▶ [AIM OF THE EXERCISE] Only one stretch of the data below is wanted: the lines from the one with "to disk and" through the one with "let content = serde_json::to_string_pretty(&items)?;", repeated exactly.

Collected data entries
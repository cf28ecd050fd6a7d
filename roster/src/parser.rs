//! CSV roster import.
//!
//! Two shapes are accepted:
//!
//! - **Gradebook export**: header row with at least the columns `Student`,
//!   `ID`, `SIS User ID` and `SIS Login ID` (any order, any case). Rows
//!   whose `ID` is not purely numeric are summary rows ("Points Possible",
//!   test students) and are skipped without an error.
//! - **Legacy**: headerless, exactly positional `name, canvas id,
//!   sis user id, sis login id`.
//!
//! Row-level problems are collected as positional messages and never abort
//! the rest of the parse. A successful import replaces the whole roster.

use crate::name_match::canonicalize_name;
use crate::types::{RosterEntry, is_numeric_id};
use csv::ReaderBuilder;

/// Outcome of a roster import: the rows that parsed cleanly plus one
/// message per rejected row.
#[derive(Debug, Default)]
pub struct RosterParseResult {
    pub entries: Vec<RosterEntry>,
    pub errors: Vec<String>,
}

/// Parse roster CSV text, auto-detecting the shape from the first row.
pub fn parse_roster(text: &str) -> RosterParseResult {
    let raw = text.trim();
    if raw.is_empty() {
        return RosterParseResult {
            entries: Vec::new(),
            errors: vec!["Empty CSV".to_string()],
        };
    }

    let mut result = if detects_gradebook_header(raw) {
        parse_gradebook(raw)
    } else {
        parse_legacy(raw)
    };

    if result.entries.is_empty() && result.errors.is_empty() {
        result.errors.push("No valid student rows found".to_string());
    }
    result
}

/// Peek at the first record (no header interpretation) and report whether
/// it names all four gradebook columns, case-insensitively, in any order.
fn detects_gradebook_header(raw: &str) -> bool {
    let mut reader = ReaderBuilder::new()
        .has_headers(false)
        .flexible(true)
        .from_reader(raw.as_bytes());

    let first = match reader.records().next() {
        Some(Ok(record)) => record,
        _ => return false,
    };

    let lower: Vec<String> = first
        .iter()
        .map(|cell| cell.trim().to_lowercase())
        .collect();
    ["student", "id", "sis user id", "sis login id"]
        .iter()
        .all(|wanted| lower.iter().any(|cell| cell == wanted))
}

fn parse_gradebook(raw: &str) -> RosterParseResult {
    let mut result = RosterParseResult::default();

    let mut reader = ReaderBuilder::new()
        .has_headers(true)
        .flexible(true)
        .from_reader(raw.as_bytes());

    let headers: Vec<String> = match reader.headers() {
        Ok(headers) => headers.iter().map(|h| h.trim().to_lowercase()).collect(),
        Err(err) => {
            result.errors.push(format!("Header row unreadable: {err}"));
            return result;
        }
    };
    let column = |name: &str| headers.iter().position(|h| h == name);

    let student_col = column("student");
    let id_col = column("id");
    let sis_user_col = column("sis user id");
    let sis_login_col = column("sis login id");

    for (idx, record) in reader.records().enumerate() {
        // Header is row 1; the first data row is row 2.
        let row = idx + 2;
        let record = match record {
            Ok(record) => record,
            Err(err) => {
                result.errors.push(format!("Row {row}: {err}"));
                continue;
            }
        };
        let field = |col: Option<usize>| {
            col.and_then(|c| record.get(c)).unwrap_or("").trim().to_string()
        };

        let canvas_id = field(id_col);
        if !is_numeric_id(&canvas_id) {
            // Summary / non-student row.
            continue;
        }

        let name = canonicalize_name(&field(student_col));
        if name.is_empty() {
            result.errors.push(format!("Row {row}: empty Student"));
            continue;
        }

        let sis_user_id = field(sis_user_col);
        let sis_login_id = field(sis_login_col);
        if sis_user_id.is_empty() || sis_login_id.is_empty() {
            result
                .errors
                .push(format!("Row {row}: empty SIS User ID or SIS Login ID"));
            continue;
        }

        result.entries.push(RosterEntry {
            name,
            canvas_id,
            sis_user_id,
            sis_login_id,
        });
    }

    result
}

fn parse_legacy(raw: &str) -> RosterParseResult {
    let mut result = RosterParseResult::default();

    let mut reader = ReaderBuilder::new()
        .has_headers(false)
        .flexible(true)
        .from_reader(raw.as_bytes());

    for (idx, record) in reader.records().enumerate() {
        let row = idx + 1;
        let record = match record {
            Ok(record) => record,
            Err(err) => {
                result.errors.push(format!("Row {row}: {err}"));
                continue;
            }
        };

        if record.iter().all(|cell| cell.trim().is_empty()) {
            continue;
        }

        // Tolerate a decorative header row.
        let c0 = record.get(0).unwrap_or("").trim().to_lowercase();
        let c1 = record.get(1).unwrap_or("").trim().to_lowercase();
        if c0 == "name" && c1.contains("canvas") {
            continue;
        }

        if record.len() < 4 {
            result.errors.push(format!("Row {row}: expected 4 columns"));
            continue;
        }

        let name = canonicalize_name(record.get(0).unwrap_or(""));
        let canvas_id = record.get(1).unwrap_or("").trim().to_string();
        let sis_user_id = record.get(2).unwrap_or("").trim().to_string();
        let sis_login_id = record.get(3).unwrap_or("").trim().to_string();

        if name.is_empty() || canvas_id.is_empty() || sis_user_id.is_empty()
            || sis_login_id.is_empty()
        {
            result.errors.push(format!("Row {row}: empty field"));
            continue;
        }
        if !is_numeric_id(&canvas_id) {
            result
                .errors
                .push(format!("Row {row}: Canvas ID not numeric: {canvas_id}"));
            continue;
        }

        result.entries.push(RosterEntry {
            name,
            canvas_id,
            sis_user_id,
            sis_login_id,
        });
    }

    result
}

* * *

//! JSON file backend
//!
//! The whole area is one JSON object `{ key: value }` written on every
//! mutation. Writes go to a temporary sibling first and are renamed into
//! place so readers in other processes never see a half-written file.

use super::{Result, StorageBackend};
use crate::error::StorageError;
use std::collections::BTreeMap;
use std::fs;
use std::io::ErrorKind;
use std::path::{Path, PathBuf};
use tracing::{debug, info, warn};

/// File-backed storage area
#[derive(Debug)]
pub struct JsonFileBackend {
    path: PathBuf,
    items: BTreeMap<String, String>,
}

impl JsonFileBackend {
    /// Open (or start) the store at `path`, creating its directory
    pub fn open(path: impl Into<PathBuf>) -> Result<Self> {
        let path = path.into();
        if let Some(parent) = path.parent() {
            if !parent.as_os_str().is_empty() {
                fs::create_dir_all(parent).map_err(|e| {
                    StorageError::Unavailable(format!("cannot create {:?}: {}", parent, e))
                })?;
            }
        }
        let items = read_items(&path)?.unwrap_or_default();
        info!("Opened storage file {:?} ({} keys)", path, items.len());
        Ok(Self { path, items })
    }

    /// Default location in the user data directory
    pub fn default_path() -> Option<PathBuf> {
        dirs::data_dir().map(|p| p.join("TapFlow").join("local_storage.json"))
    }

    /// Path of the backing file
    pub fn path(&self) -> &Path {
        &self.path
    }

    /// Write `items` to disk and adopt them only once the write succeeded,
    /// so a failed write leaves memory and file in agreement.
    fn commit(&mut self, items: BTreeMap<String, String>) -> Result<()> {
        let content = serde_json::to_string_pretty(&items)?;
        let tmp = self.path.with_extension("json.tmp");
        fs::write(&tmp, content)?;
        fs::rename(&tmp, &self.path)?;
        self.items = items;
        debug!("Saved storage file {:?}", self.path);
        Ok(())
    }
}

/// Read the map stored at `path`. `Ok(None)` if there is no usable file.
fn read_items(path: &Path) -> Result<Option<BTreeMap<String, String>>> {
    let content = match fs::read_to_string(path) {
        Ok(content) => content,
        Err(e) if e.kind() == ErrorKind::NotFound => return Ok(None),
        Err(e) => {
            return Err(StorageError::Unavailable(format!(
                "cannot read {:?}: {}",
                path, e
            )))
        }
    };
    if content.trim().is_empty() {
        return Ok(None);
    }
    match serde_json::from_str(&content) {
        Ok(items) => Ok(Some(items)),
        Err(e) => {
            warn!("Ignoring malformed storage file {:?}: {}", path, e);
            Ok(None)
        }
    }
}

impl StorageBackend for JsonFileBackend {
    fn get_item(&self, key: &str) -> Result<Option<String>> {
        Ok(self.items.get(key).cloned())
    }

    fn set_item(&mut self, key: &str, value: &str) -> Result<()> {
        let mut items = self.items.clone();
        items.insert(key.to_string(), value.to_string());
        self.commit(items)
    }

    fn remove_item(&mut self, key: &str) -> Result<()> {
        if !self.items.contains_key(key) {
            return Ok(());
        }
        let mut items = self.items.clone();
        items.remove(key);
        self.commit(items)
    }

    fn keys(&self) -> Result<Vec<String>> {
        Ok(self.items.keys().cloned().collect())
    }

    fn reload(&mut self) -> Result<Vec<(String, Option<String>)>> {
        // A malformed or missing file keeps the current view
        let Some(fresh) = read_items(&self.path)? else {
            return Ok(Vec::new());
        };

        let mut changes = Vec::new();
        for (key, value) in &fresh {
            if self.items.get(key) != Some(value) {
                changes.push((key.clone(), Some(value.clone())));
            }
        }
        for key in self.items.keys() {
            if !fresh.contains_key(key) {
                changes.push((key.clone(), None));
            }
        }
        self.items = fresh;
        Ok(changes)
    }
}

---

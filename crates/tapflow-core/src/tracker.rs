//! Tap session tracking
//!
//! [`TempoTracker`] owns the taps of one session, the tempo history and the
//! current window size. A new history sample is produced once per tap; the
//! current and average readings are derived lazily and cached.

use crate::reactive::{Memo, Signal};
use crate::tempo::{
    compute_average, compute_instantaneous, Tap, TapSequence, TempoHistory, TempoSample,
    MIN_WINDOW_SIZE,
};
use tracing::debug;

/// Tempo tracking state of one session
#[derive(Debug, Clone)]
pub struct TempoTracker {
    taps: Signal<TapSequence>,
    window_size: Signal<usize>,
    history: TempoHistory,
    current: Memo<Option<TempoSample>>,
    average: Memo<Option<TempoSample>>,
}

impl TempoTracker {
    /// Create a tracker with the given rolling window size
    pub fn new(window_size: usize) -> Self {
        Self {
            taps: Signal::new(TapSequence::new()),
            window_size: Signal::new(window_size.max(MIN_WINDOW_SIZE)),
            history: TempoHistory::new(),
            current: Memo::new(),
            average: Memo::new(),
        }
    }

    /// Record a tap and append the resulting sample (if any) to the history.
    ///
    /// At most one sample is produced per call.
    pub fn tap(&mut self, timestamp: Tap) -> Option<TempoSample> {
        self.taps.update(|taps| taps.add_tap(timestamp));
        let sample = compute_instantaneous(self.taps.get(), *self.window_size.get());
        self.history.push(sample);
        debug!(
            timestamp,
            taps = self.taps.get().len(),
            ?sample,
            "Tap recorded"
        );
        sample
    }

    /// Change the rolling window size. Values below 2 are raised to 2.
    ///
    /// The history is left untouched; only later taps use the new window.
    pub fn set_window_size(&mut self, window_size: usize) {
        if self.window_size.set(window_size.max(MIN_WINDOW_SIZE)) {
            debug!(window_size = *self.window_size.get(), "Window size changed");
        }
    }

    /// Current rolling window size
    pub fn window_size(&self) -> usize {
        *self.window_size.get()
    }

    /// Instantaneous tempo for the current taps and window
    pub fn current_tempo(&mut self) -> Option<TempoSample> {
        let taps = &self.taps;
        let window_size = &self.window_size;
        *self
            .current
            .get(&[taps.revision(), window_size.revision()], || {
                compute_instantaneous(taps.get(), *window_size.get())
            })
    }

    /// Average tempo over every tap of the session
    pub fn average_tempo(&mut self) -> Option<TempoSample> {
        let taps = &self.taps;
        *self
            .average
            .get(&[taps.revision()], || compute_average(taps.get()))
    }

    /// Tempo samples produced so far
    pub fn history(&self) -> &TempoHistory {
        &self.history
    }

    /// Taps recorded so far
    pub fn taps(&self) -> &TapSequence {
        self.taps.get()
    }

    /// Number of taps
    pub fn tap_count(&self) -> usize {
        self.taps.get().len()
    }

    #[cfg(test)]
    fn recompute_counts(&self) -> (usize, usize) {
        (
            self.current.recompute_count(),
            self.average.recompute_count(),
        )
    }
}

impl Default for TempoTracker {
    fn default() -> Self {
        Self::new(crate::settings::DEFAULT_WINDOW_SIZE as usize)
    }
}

▶ [EXPECTED ANSWER]
    /// Write `items` to disk and adopt them only once the write succeeded,
    /// so a failed write leaves memory and file in agreement.
    fn commit(&mut self, items: BTreeMap<String, String>) -> Result<()> {
        let content = serde_json::to_string_pretty(&items)?;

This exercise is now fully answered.